### GIVEN DATA:
######

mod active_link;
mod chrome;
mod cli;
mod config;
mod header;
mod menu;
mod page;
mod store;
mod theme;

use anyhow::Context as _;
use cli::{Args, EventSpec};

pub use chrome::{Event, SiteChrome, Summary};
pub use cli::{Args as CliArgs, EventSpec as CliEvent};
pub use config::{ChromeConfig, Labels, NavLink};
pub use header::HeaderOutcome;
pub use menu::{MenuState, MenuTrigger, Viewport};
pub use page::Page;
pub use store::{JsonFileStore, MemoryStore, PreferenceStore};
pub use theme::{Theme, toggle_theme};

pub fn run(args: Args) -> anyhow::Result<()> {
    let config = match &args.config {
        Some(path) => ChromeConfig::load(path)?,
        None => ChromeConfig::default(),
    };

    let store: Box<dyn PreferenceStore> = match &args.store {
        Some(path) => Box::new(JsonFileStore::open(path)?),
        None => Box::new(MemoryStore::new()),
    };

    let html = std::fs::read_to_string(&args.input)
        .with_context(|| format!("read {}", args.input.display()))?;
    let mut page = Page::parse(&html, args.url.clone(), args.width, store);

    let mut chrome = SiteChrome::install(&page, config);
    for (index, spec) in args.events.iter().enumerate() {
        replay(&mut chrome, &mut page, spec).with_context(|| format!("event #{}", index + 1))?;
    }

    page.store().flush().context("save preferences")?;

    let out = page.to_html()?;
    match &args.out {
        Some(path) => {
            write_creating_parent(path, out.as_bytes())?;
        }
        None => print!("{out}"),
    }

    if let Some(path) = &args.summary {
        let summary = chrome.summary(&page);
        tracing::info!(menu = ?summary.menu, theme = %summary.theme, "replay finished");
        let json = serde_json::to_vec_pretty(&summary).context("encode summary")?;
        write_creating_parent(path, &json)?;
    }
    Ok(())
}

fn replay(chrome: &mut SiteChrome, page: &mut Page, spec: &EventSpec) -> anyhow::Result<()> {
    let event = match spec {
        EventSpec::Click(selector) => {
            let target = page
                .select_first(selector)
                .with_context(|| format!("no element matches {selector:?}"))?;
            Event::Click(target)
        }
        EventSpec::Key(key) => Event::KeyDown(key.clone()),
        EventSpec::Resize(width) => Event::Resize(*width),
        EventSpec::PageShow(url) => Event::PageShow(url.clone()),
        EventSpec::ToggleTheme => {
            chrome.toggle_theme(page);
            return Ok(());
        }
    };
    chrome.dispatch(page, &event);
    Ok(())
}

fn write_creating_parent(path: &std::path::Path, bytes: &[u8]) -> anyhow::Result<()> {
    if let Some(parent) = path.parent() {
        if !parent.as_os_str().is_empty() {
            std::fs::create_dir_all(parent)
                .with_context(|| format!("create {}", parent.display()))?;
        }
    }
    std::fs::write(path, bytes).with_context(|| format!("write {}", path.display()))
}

######

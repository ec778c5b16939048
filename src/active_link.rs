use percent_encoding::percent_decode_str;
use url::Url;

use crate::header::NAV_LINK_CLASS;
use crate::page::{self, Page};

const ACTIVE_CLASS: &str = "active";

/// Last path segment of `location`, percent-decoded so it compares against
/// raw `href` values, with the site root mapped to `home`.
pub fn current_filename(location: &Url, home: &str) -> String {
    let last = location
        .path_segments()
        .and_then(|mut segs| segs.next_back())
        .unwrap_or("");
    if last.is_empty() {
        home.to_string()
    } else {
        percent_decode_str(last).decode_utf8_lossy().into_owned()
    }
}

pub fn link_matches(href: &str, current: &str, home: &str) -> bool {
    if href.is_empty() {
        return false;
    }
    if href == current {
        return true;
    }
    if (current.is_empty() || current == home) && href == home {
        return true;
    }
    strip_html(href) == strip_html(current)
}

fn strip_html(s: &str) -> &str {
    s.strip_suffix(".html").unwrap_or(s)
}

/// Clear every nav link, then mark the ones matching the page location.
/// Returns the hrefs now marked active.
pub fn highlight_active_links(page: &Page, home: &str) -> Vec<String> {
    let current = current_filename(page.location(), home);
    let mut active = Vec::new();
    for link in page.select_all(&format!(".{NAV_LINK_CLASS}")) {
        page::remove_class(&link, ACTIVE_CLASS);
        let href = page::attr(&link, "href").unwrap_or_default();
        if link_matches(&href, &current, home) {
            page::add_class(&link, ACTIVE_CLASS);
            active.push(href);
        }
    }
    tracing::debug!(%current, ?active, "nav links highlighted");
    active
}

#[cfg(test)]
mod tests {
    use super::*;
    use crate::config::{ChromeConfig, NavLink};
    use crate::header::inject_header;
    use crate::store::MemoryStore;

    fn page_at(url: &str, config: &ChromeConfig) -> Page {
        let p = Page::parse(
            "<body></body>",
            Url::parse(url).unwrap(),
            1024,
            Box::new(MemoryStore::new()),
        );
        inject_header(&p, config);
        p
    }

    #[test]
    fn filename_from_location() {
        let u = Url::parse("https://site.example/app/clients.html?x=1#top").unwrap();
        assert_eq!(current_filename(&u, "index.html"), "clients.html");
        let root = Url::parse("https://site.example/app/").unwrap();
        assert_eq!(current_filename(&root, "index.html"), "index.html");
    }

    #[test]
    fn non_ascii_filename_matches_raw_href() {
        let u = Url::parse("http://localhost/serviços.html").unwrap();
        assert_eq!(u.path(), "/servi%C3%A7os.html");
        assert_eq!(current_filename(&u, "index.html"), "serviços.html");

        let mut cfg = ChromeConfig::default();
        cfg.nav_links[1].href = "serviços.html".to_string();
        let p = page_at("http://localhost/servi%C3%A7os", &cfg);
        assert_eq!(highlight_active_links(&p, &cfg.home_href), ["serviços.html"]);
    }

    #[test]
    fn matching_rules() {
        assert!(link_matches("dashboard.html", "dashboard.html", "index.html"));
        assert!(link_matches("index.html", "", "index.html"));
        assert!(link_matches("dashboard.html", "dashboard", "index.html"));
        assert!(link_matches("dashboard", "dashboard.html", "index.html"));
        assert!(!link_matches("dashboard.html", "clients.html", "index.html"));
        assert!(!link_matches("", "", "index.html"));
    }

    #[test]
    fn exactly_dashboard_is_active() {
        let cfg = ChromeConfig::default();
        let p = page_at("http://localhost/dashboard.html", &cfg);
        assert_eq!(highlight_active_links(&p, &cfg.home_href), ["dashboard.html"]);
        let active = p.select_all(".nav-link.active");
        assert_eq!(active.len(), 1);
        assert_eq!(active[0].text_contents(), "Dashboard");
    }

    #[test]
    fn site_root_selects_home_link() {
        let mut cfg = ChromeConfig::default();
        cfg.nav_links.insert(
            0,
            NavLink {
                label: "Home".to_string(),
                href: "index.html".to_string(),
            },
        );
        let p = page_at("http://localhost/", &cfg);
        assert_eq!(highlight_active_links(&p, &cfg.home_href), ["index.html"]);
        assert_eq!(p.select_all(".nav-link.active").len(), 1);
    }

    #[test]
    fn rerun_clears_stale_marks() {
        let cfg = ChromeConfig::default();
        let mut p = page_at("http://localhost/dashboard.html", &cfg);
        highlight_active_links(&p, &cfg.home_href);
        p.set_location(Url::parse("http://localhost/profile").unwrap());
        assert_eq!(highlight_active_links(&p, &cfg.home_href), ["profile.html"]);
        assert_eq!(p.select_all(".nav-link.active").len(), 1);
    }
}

######

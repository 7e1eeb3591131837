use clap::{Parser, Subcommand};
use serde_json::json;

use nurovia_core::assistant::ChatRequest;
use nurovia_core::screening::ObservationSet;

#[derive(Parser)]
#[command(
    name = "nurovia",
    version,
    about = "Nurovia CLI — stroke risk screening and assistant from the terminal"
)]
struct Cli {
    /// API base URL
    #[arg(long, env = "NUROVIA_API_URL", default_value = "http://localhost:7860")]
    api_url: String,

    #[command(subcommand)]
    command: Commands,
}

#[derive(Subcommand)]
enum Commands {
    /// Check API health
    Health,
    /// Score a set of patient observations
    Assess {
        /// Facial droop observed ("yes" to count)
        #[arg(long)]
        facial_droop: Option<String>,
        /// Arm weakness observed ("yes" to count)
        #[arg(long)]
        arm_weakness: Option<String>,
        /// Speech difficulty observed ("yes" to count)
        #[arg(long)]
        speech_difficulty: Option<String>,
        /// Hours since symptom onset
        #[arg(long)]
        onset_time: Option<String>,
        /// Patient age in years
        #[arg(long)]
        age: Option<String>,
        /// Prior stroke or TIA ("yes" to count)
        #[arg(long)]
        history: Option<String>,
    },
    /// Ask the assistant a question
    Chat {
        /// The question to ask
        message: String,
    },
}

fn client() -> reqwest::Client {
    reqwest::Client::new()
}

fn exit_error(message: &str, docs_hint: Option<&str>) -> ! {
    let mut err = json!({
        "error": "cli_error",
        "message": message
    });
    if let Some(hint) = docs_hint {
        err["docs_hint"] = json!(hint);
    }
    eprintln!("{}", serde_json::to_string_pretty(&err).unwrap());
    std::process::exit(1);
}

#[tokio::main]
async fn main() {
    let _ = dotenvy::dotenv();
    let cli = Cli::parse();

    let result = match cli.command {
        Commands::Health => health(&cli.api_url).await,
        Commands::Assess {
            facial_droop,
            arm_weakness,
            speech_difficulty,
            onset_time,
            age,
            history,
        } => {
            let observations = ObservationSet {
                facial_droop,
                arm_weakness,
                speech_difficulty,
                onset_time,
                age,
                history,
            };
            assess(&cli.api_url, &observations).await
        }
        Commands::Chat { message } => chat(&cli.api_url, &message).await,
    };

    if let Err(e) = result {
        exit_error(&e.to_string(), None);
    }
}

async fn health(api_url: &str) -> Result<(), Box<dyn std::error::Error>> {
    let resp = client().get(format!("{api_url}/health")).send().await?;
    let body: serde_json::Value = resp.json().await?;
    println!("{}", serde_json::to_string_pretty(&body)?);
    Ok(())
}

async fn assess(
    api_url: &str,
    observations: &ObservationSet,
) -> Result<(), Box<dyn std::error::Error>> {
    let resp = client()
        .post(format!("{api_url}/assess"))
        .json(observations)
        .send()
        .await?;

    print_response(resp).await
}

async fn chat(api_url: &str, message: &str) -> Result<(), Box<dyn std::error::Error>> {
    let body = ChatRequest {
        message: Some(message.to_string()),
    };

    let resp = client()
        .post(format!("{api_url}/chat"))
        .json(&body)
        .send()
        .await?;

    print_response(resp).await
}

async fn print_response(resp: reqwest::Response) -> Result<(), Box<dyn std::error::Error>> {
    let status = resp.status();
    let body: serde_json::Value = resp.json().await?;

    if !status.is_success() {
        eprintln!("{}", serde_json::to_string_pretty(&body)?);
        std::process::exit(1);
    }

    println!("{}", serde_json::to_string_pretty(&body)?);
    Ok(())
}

######

### EXERCISE AIM:
The lines that mention the word "MemoryStore" should be pulled from the records above.

### ANSWER TO THIS EXERCISE:
pub use store::{JsonFileStore, MemoryStore, PreferenceStore};
        None => Box::new(MemoryStore::new()),
    use crate::store::MemoryStore;
            Box::new(MemoryStore::new()),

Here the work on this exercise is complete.